**GIVEN ENTRIES**

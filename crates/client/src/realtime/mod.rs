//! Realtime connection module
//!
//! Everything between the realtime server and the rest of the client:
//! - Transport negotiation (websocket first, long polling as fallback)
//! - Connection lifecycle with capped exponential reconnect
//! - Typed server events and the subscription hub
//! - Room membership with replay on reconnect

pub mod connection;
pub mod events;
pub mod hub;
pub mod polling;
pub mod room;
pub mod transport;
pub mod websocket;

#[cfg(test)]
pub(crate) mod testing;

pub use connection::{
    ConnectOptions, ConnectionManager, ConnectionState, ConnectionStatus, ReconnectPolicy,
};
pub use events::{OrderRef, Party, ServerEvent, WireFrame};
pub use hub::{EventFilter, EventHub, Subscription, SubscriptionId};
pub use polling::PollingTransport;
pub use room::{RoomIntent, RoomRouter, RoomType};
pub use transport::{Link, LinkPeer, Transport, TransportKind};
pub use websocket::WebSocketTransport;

**WHAT THIS TASK INVOLVES**
For every entry in the records above, write an exact copy.

**EXERCISE OUTPUT**
filename crates/client/src/realtime/mod.rs
//! Realtime connection module
//!
//! Everything between the realtime server and the rest of the client:
//! - Transport negotiation (websocket first, long polling as fallback)
//! - Connection lifecycle with capped exponential reconnect
//! - Typed server events and the subscription hub
//! - Room membership with replay on reconnect

pub mod connection;
pub mod events;
pub mod hub;
pub mod polling;
pub mod room;
pub mod transport;
pub mod websocket;

#[cfg(test)]
pub(crate) mod testing;

pub use connection::{
    ConnectOptions, ConnectionManager, ConnectionState, ConnectionStatus, ReconnectPolicy,
};
pub use events::{OrderRef, Party, ServerEvent, WireFrame};
pub use hub::{EventFilter, EventHub, Subscription, SubscriptionId};
pub use polling::PollingTransport;
pub use room::{RoomIntent, RoomRouter, RoomType};
pub use transport::{Link, LinkPeer, Transport, TransportKind};
pub use websocket::WebSocketTransport;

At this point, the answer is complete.